Im für ihn zuständigen Jobcenter Willich erkundigte er sich nach Fördermöglichkeiten für eine Selbstständigkeit. „Denn als Mensch mit Handicap ist die Arbeitssuche doppelt so schwer“, sagt Claßen.

Mit einer privaten Arbeitsvermittlung für Menschen mit Behinderung machte er sich im September selbstständig. „Der Antrag auf Gewährung von Einstiegsgeld in die Selbstständigkeit ist ordnungsgemäß bearbeitet und entschieden worden“, heißt es von Seiten des Jobcenters. Dafür musste Holger Claßen sein voraussichtliches Einkommen schätzen.

Er gab den monatlichen Gewinn mit rund 390 Euro an, investierte die meiste Arbeitszeit ab September jedoch in „behördlichen Ärger“ mit dem Jobcenter. Nach sechs Monaten stellte er fristgerecht den „Antrag auf Weiterbewilligung für den Regelbedarf zur Sicherung des Lebensunterhaltes“. Erst nach mehrmaligem Nachhaken bekam er das Geld, was ihm zusteht. „Und wieder investierte ich meine Arbeitszeit in Bürokratie“, ärgert sich Claßen.

In einem von vielen Gesprächen im Jobcenter an der Gießerallee beschwerte sich Claßen darüber.
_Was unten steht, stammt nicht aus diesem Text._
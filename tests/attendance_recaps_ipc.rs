mod test_support;

use serde_json::json;
use test_support::{create_generus, request_err, request_ok, seed_village, spawn_sidecar, temp_dir};

#[test]
fn attendance_upsert_derives_slot_weighted_percentages() {
    let workspace = temp_dir("kbmrecap-attendance");
    let (_child, mut stdin, mut reader) = spawn_sidecar();
    let _ = request_ok(
        &mut stdin,
        &mut reader,
        "1",
        "workspace.select",
        json!({ "path": workspace.to_string_lossy() }),
    );
    let seed = seed_village(&mut stdin, &mut reader);
    let ahmad = create_generus(&mut stdin, &mut reader, "2", &seed.alpha_id, 1, "Ahmad", "L");
    let zahra = create_generus(&mut stdin, &mut reader, "3", &seed.alpha_id, 1, "Zahra", "P");

    let first = request_ok(
        &mut stdin,
        &mut reader,
        "4",
        "attendanceRecaps.upsert",
        json!({
            "groupId": seed.alpha_id,
            "categoryId": 1,
            "period": "2024-05",
            "meetingCount": 4,
            "attendances": [
                { "studentId": zahra, "nameSnapshot": "Zahra", "presentCount": 2, "permissionCount": 1, "absentCount": 1 },
                { "studentId": ahmad, "nameSnapshot": "Ahmad", "presentCount": 4, "permissionCount": 0, "absentCount": 0 }
            ]
        }),
    );
    let recap_id = first["id"].as_str().expect("id").to_string();
    let recap = &first["recap"];
    assert_eq!(recap["generusCount"], 2);
    assert_eq!(recap["presentAmount"], 6);
    assert_eq!(recap["presentPercentage"].as_f64(), Some(75.0));
    assert_eq!(recap["permissionPercentage"].as_f64(), Some(12.5));
    assert_eq!(recap["absentPercentage"].as_f64(), Some(12.5));
    assert_eq!(recap["rawData"]["countMale"], 1);
    assert_eq!(recap["rawData"]["countFemale"], 1);
    assert_eq!(
        recap["rawData"]["attendances"][ahmad.as_str()]["present"],
        4
    );

    // Same cell again: the id is kept and the figures replaced.
    let second = request_ok(
        &mut stdin,
        &mut reader,
        "5",
        "attendanceRecaps.upsert",
        json!({
            "groupId": seed.alpha_id,
            "categoryId": 1,
            "month": 5,
            "year": 2024,
            "meetingCount": 4,
            "attendances": [
                { "studentId": zahra, "nameSnapshot": "Zahra", "presentCount": 2, "permissionCount": 1, "absentCount": 1 },
                { "studentId": ahmad, "nameSnapshot": "Ahmad", "presentCount": 3, "permissionCount": 0, "absentCount": 0 }
            ]
        }),
    );
    assert_eq!(second["id"], recap_id.as_str());
    assert_eq!(second["recap"]["presentAmount"], 5);
    assert_eq!(second["recap"]["presentPercentage"].as_f64(), Some(62.5));

    let fetched = request_ok(
        &mut stdin,
        &mut reader,
        "6",
        "attendanceRecaps.get",
        json!({ "id": recap_id }),
    );
    assert_eq!(fetched["recap"]["meetingCount"], 4);

    // Roster order is by name, so Ahmad comes first.
    let table = request_ok(
        &mut stdin,
        &mut reader,
        "7",
        "attendanceRecaps.table",
        json!({ "id": recap_id, "useRoster": true }),
    );
    let rows = table["table"]["rows"].as_array().expect("rows");
    assert_eq!(rows.len(), 2);
    assert_eq!(rows[0]["name"], "Ahmad");
    assert_eq!(rows[0]["percentPresent"].as_f64(), Some(100.0));
    assert_eq!(rows[1]["percentPresent"].as_f64(), Some(50.0));
    assert_eq!(table["table"]["totals"]["presentPercentage"].as_f64(), Some(62.5));

    let plain = request_ok(
        &mut stdin,
        &mut reader,
        "8",
        "attendanceRecaps.table",
        json!({ "id": recap_id }),
    );
    assert_eq!(plain["table"]["rows"][0]["name"], "Zahra");
}

#[test]
fn attendance_upsert_rejects_bad_input() {
    let workspace = temp_dir("kbmrecap-attendance-invalid");
    let (_child, mut stdin, mut reader) = spawn_sidecar();
    let _ = request_ok(
        &mut stdin,
        &mut reader,
        "1",
        "workspace.select",
        json!({ "path": workspace.to_string_lossy() }),
    );
    let seed = seed_village(&mut stdin, &mut reader);

    let over = json!({
        "groupId": seed.alpha_id,
        "categoryId": 1,
        "period": "2024-05",
        "meetingCount": 4,
        "attendances": [
            { "studentId": "s1", "nameSnapshot": "A", "presentCount": 3, "permissionCount": 1, "absentCount": 1 }
        ]
    });
    assert_eq!(
        request_err(&mut stdin, &mut reader, "2", "attendanceRecaps.upsert", over),
        "bad_params"
    );

    let unknown_group = json!({
        "groupId": "nowhere",
        "categoryId": 1,
        "period": "2024-05",
        "meetingCount": 4,
        "attendances": []
    });
    assert_eq!(
        request_err(&mut stdin, &mut reader, "3", "attendanceRecaps.upsert", unknown_group),
        "not_found"
    );

    let unknown_category = json!({
        "groupId": seed.alpha_id,
        "categoryId": 77,
        "period": "2024-05",
        "meetingCount": 4,
        "attendances": []
    });
    assert_eq!(
        request_err(&mut stdin, &mut reader, "4", "attendanceRecaps.upsert", unknown_category),
        "not_found"
    );

    let bad_period = json!({
        "groupId": seed.alpha_id,
        "categoryId": 1,
        "month": 0,
        "year": 2024,
        "meetingCount": 4,
        "attendances": []
    });
    assert_eq!(
        request_err(&mut stdin, &mut reader, "5", "attendanceRecaps.upsert", bad_period),
        "bad_params"
    );

    let duplicate_material = json!({
        "groupId": seed.alpha_id,
        "categoryId": 1,
        "period": "2024-05",
        "entries": [
            { "materialId": 3, "materialName": "Rukun Iman", "materialCategoryId": 1 },
            { "materialId": 3, "materialName": "Rukun Islam", "materialCategoryId": 1 }
        ]
    });
    assert_eq!(
        request_err(&mut stdin, &mut reader, "6", "evaluationRecaps.upsert", duplicate_material),
        "bad_params"
    );

    let bad_manual = json!({
        "groupId": seed.alpha_id,
        "categoryId": 1,
        "period": "2024-05",
        "presentPercentage": 120
    });
    assert_eq!(
        request_err(&mut stdin, &mut reader, "7", "manualReports.upsert", bad_manual),
        "bad_params"
    );

    assert_eq!(
        request_err(
            &mut stdin,
            &mut reader,
            "8",
            "attendanceRecaps.get",
            json!({ "id": "missing" }),
        ),
        "not_found"
    );
}

#[test]
fn oversized_counts_are_rejected_and_sidecar_keeps_serving() {
    let workspace = temp_dir("kbmrecap-attendance-oversized");
    let (_child, mut stdin, mut reader) = spawn_sidecar();
    let _ = request_ok(
        &mut stdin,
        &mut reader,
        "1",
        "workspace.select",
        json!({ "path": workspace.to_string_lossy() }),
    );
    let seed = seed_village(&mut stdin, &mut reader);

    let manual = json!({
        "groupId": seed.alpha_id,
        "categoryId": 1,
        "period": "2024-05",
        "countMale": 4_000_000_000u64,
        "countFemale": 4_000_000_000u64
    });
    assert_eq!(
        request_err(&mut stdin, &mut reader, "2", "manualReports.upsert", manual),
        "bad_params"
    );

    let attendance = json!({
        "groupId": seed.alpha_id,
        "categoryId": 1,
        "period": "2024-05",
        "meetingCount": 3_000_000_000u64,
        "attendances": [
            { "studentId": "s1", "nameSnapshot": "A", "presentCount": 3_000_000_000u64, "permissionCount": 0, "absentCount": 0 },
            { "studentId": "s2", "nameSnapshot": "B", "presentCount": 3_000_000_000u64, "permissionCount": 0, "absentCount": 0 }
        ]
    });
    assert_eq!(
        request_err(&mut stdin, &mut reader, "3", "attendanceRecaps.upsert", attendance),
        "bad_params"
    );

    let tallies = json!({
        "groupId": seed.alpha_id,
        "categoryId": 1,
        "period": "2024-05",
        "meetingCount": 10,
        "attendances": [
            { "studentId": "s1", "nameSnapshot": "A", "presentCount": 4_294_967_295u64, "permissionCount": 4_294_967_295u64, "absentCount": 0 }
        ]
    });
    assert_eq!(
        request_err(&mut stdin, &mut reader, "4", "attendanceRecaps.upsert", tallies),
        "bad_params"
    );

    let health = request_ok(&mut stdin, &mut reader, "5", "health", json!({}));
    assert!(health["workspacePath"].is_string());
}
Ein Mitarbeiter begründete die verspätete Bearbeitung damit, das Personal sei überfordert. Nach WZ-Informationen sind nur noch vier von einst zehn Personen dort beschäftigt. Laut Gesetz betreut ein Mitarbeiter 150 Kunden.

Für Holger Claßen bedeutet der Weg zum Amt stets eine große Anstrengung. Weder Behinderten-Parkplätze, noch Druckknopftüren gebe es dort.

Zum jüngsten „sachgemäß dokumentierten Beratungsgespräch“, sagt Stefan Röttges, Leiter des Jobcenters Kreis Viersen: „Offensichtlich verlief es nicht zur Zufriedenheit von Herrn Claßen.“

„Dass der Jobcenter-Kunde nicht König ist“, halte ihn aber nicht davon ab, weiterzumachen, so Claßen — schließlich liebt er seine Arbeit.